(EXERCISE BRIEF): Up through the line that contains "single send button.", retype the entries exactly, beginning at the very first line.

--- EXTRACTED INFORMATION ---

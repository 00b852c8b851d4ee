//! Login page: password sign-in, reset-request mode, local attempt limiting.
//!
//! SYSTEM CONTEXT
//! ==============
//! The attempt limiter is advisory and purely client-side; the auth backend
//! enforces its own limits. Its history persists in localStorage so a reload
//! does not reset the window. A marker left by the confirmation page surfaces
//! a "you can sign in now" banner exactly once.

#[cfg(test)]
#[path = "login_test.rs"]
mod login_test;

use leptos::prelude::*;
use leptos_router::hooks::use_navigate;

use crate::components::navbar::Navbar;
use crate::net::api;
use crate::net::error::sanitize_message;
use crate::state::auth::AuthState;
use crate::util::rate_limit::RateLimiter;
use crate::util::storage::{self, CONFIRMED_SESSION_KEY, PENDING_SIGNUP_EMAIL_KEY};

const ATTEMPT_WINDOW_MS: u64 = 60_000;
const MAX_ATTEMPTS: usize = 5;

/// Field checks that run before the attempt limiter, so an incomplete form
/// never consumes an attempt. Reset mode needs no password.
fn field_error(email: &str, password: &str, reset_mode: bool) -> Option<&'static str> {
    if email.is_empty() {
        return Some("Enter your email address.");
    }
    if !reset_mode && password.is_empty() {
        return Some("Enter your password.");
    }
    None
}

#[component]
pub fn LoginPage() -> impl IntoView {
    let auth = expect_context::<RwSignal<AuthState>>();
    let navigate = use_navigate();

    let email = RwSignal::new(String::new());
    let password = RwSignal::new(String::new());
    let error = RwSignal::new(None::<String>);
    let notice = RwSignal::new(None::<String>);
    let busy = RwSignal::new(false);
    // Reset-request mode replaces the password field with a single send button.
    let reset_mode = RwSignal::new(false);

    // One-shot banner after a confirmation link was exchanged, and a prefill
    // for users who signed up in this tab but have not confirmed yet.
    if storage::session_flag(CONFIRMED_SESSION_KEY).is_some() {
        storage::clear_session_flag(CONFIRMED_SESSION_KEY);
        notice.set(Some("Email confirmed. You can sign in now.".to_owned()));
    }
    if let Some(pending) = storage::session_flag(PENDING_SIGNUP_EMAIL_KEY) {
        email.set(pending);
    }

    let on_submit = {
        let navigate = navigate.clone();
        move |ev: leptos::ev::SubmitEvent| {
            ev.prevent_default();
            error.set(None);
            notice.set(None);

            let email_value = email.get().trim().to_lowercase();
            let password_value = password.get();
            if let Some(message) = field_error(&email_value, &password_value, reset_mode.get()) {
                error.set(Some(message.to_owned()));
                return;
            }

            // Only submissions that reach the network count against the
            // attempt window.
            let mut limiter = RateLimiter::load(ATTEMPT_WINDOW_MS, MAX_ATTEMPTS);
            if !limiter.is_allowed(&email_value) {
                let wait_s = limiter.retry_after_ms(&email_value).div_ceil(1000);
                error.set(Some(format!(
                    "Too many attempts. Try again in {wait_s}s."
                )));
                return;
            }
            limiter.save();

            if reset_mode.get() {
                busy.set(true);
                #[cfg(feature = "hydrate")]
                leptos::task::spawn_local(async move {
                    let result = api::request_password_reset(&email_value).await;
                    busy.set(false);
                    match result {
                        Ok(()) => notice.set(Some(
                            "If that address has an account, a reset link is on its way.".to_owned(),
                        )),
                        Err(e) => error.set(Some(sanitize_message(&e))),
                    }
                });
                return;
            }

            busy.set(true);
            #[cfg(feature = "hydrate")]
            {
                let navigate = navigate.clone();
                leptos::task::spawn_local(async move {
                    let result = api::sign_in(&email_value, &password_value).await;
                    busy.set(false);
                    match result {
                        Ok(session) => {
                            auth.update(|a| a.signed_in(session));
                            navigate("/dashboard", Default::default());
                        }
                        Err(e) => error.set(Some(sanitize_message(&e))),
                    }
                });
            }
            #[cfg(not(feature = "hydrate"))]
            let _ = (&navigate, password_value, auth);
        }
    };

    view! {
        <Navbar />
        <main class="auth-page">
            <form class="auth-card" on:submit=on_submit>
                <h1>{move || if reset_mode.get() { "Reset password" } else { "Log in" }}</h1>

                <Show when=move || notice.get().is_some()>
                    <p class="auth-card__notice">{move || notice.get().unwrap_or_default()}</p>
                </Show>
                <Show when=move || error.get().is_some()>
                    <p class="auth-card__error">{move || error.get().unwrap_or_default()}</p>
                </Show>

                <label>
                    "Email"
                    <input
                        class="input"
                        type="email"
                        prop:value=email
                        on:input=move |ev| email.set(event_target_value(&ev))
                    />
                </label>
                <Show when=move || !reset_mode.get()>
                    <label>
                        "Password"
                        <input
                            class="input"
                            type="password"
                            prop:value=password
                            on:input=move |ev| password.set(event_target_value(&ev))
                        />
                    </label>
                </Show>

                <button class="btn btn--primary" type="submit" disabled=move || busy.get()>
                    {move || if reset_mode.get() { "Send reset link" } else { "Log in" }}
                </button>

                <button
                    class="link-button"
                    type="button"
                    on:click=move |_| {
                        reset_mode.update(|m| *m = !*m);
                        error.set(None);
                    }
                >
                    {move || {
                        if reset_mode.get() { "Back to log in" } else { "Forgot your password?" }
                    }}
                </button>

                <p class="auth-card__alt">
                    "No account yet? " <a href="/signup">"Sign up free"</a>
                </p>
            </form>
        </main>
    }
}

---

(FINISHED EXERCISE):
repository 00b852c8b851d4ee
//! Login page: password sign-in, reset-request mode, local attempt limiting.
//!
//! SYSTEM CONTEXT
//! ==============
//! The attempt limiter is advisory and purely client-side; the auth backend
//! enforces its own limits. Its history persists in localStorage so a reload
//! does not reset the window. A marker left by the confirmation page surfaces
//! a "you can sign in now" banner exactly once.

#[cfg(test)]
#[path = "login_test.rs"]
mod login_test;

use leptos::prelude::*;
use leptos_router::hooks::use_navigate;

use crate::components::navbar::Navbar;
use crate::net::api;
use crate::net::error::sanitize_message;
use crate::state::auth::AuthState;
use crate::util::rate_limit::RateLimiter;
use crate::util::storage::{self, CONFIRMED_SESSION_KEY, PENDING_SIGNUP_EMAIL_KEY};

const ATTEMPT_WINDOW_MS: u64 = 60_000;
const MAX_ATTEMPTS: usize = 5;

/// Field checks that run before the attempt limiter, so an incomplete form
/// never consumes an attempt. Reset mode needs no password.
fn field_error(email: &str, password: &str, reset_mode: bool) -> Option<&'static str> {
    if email.is_empty() {
        return Some("Enter your email address.");
    }
    if !reset_mode && password.is_empty() {
        return Some("Enter your password.");
    }
    None
}

#[component]
pub fn LoginPage() -> impl IntoView {
    let auth = expect_context::<RwSignal<AuthState>>();
    let navigate = use_navigate();

    let email = RwSignal::new(String::new());
    let password = RwSignal::new(String::new());
    let error = RwSignal::new(None::<String>);
    let notice = RwSignal::new(None::<String>);
    let busy = RwSignal::new(false);
    // Reset-request mode replaces the password field with a single send button.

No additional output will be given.